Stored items
%%

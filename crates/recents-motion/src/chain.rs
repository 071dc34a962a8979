#![forbid(unsafe_code)]

//! Which neighbours react to a pivot, in what order, and how strongly.
//!
//! A plan has two sides, toward the start and toward the end of the layout
//! in reading order. Each side lists its links nearest first; every link
//! names the spring that drives it, which is either the chain root or an
//! earlier link on the same side.
//!
//! # Invariants
//!
//! 1. A tile appears at most once in a plan, and never the pivot.
//! 2. Offsets strictly grow along every upstream path.
//! 3. A link's upstream always precedes it on its side.
//! 4. Hidden links stay in the plan so the wave keeps travelling through
//!    them; they are just never written.

use rustc_hash::FxHashSet;

use recents_core::SpringParams;
use recents_layout::{ChainDirection, ElementLocator, Removal, Row, TileId};

/// The spring a link follows.
#[derive(Debug, Clone, Copy, PartialEq, Eq)]
pub enum Upstream {
    /// The chain's root spring.
    Root,
    /// An earlier link, by index within the same sequence.
    Link(usize),
}

/// One neighbour in a chain plan.
#[derive(Debug, Clone, Copy, PartialEq, Eq)]
pub struct PlannedLink {
    pub tile: TileId,
    /// Visual distance from the pivot; scales the link's extra damping.
    pub offset: u32,
    pub upstream: Upstream,
    /// Whether the tile is on screen for any part of the motion.
    pub visible: bool,
}

/// Both fan-out sides of a chain.
#[derive(Debug, Clone, Default, PartialEq, Eq)]
pub struct ChainPlan {
    pub toward_start: Vec<PlannedLink>,
    pub toward_end: Vec<PlannedLink>,
}

impl ChainPlan {
    #[must_use]
    pub fn side(&self, direction: ChainDirection) -> &[PlannedLink] {
        match direction {
            ChainDirection::TowardStart => &self.toward_start,
            ChainDirection::TowardEnd => &self.toward_end,
        }
    }

    #[must_use]
    pub fn len(&self) -> usize {
        self.toward_start.len() + self.toward_end.len()
    }

    #[must_use]
    pub fn is_empty(&self) -> bool {
        self.toward_start.is_empty() && self.toward_end.is_empty()
    }

    /// `(tile, offset)` pairs of one side.
    #[must_use]
    pub fn offsets(&self, direction: ChainDirection) -> Vec<(TileId, u32)> {
        self.side(direction)
            .iter()
            .map(|link| (link.tile, link.offset))
            .collect()
    }

    /// `(tile, offset)` pairs of one side that will actually be written.
    #[must_use]
    pub fn visible_offsets(&self, direction: ChainDirection) -> Vec<(TileId, u32)> {
        self.side(direction)
            .iter()
            .filter(|link| link.visible)
            .map(|link| (link.tile, link.offset))
            .collect()
    }

    pub fn visible_tiles(&self) -> impl Iterator<Item = TileId> + '_ {
        self.toward_start
            .iter()
            .chain(&self.toward_end)
            .filter(|link| link.visible)
            .map(|link| link.tile)
    }
}

/// Damping for a link `offset` steps away from the pivot.
#[must_use]
pub fn link_params(base: SpringParams, offset: u32, additional_damping: f64) -> SpringParams {
    base.with_additional_damping(f64::from(offset) * additional_damping)
}

/// Builds chain plans from layout queries.
#[derive(Debug)]
pub struct ChainBuilder<'a, L: ?Sized> {
    locator: &'a L,
}

impl<'a, L: ElementLocator + ?Sized> ChainBuilder<'a, L> {
    #[must_use]
    pub fn new(locator: &'a L) -> Self {
        Self { locator }
    }

    /// Neighbours that follow a released or dismissed pivot.
    ///
    /// An absent pivot yields an empty plan.
    #[must_use]
    pub fn settle_plan(&self, pivot: TileId) -> ChainPlan {
        let mut seen = FxHashSet::default();
        seen.insert(pivot);
        let mut plan = ChainPlan::default();
        for direction in ChainDirection::BOTH {
            let side = match direction {
                ChainDirection::TowardStart => &mut plan.toward_start,
                ChainDirection::TowardEnd => &mut plan.toward_end,
            };
            for neighbor in self.locator.adjacent_tiles(pivot, direction) {
                if !seen.insert(neighbor.id) {
                    continue;
                }
                let upstream = nearest_closer(side, neighbor.offset);
                side.push(PlannedLink {
                    tile: neighbor.id,
                    offset: neighbor.offset,
                    upstream,
                    visible: self.locator.is_on_screen(neighbor.id, 0.0),
                });
            }
        }
        plan
    }

    /// Tiles that close the gap of a removal, queried after the removal.
    ///
    /// Only the moving side is populated. When the removed tile was the sole
    /// large tile of a grid, both rows follow as a second stage on the
    /// toward-end side, each row's first tile driven by the last first-stage
    /// link.
    #[must_use]
    pub fn reflow_plan(&self, removal: &Removal) -> ChainPlan {
        let gap = removal.gap.distance;
        let mut seen = FxHashSet::default();
        seen.insert(removal.slot.tile.id);

        let mut links = Vec::new();
        let first_stage = self
            .locator
            .vacated_neighbors(removal.slot.position, removal.gap.moving);
        for tile in first_stage {
            if !seen.insert(tile) {
                continue;
            }
            let offset = links.len() as u32 + 1;
            let upstream = previous(&links);
            links.push(self.reflow_link(tile, offset, upstream, gap));
        }

        if removal.sole_large {
            let stage_root = previous(&links);
            let base_offset = links.last().map_or(0, |link: &PlannedLink| link.offset);
            for row in [Row::Top, Row::Bottom] {
                let mut upstream = stage_root;
                let mut step = 0;
                for tile in self.locator.row_tiles(row) {
                    if !seen.insert(tile) {
                        continue;
                    }
                    step += 1;
                    let index = links.len();
                    links.push(self.reflow_link(tile, base_offset + step, upstream, gap));
                    upstream = Upstream::Link(index);
                }
            }
        }

        match removal.gap.moving {
            ChainDirection::TowardStart => ChainPlan {
                toward_start: links,
                toward_end: Vec::new(),
            },
            ChainDirection::TowardEnd => ChainPlan {
                toward_start: Vec::new(),
                toward_end: links,
            },
        }
    }

    fn reflow_link(&self, tile: TileId, offset: u32, upstream: Upstream, gap: f64) -> PlannedLink {
        let visible =
            self.locator.is_on_screen(tile, 0.0) || self.locator.is_on_screen(tile, -gap);
        PlannedLink {
            tile,
            offset,
            upstream,
            visible,
        }
    }
}

/// The last link strictly closer to the pivot than `offset`. Tiles sharing a
/// grid column follow the same spring.
fn nearest_closer(links: &[PlannedLink], offset: u32) -> Upstream {
    links
        .iter()
        .rposition(|link| link.offset < offset)
        .map_or(Upstream::Root, Upstream::Link)
}

fn previous(links: &[PlannedLink]) -> Upstream {
    match links.len() {
        0 => Upstream::Root,
        n => Upstream::Link(n - 1),
    }
}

%%

→ Task brief:
Copy out each line of the records where the string "impl" appears.

→ Exercise answer:
impl ChainPlan {
    pub fn visible_tiles(&self) -> impl Iterator<Item = TileId> + '_ {
impl<'a, L: ElementLocator + ?Sized> ChainBuilder<'a, L> {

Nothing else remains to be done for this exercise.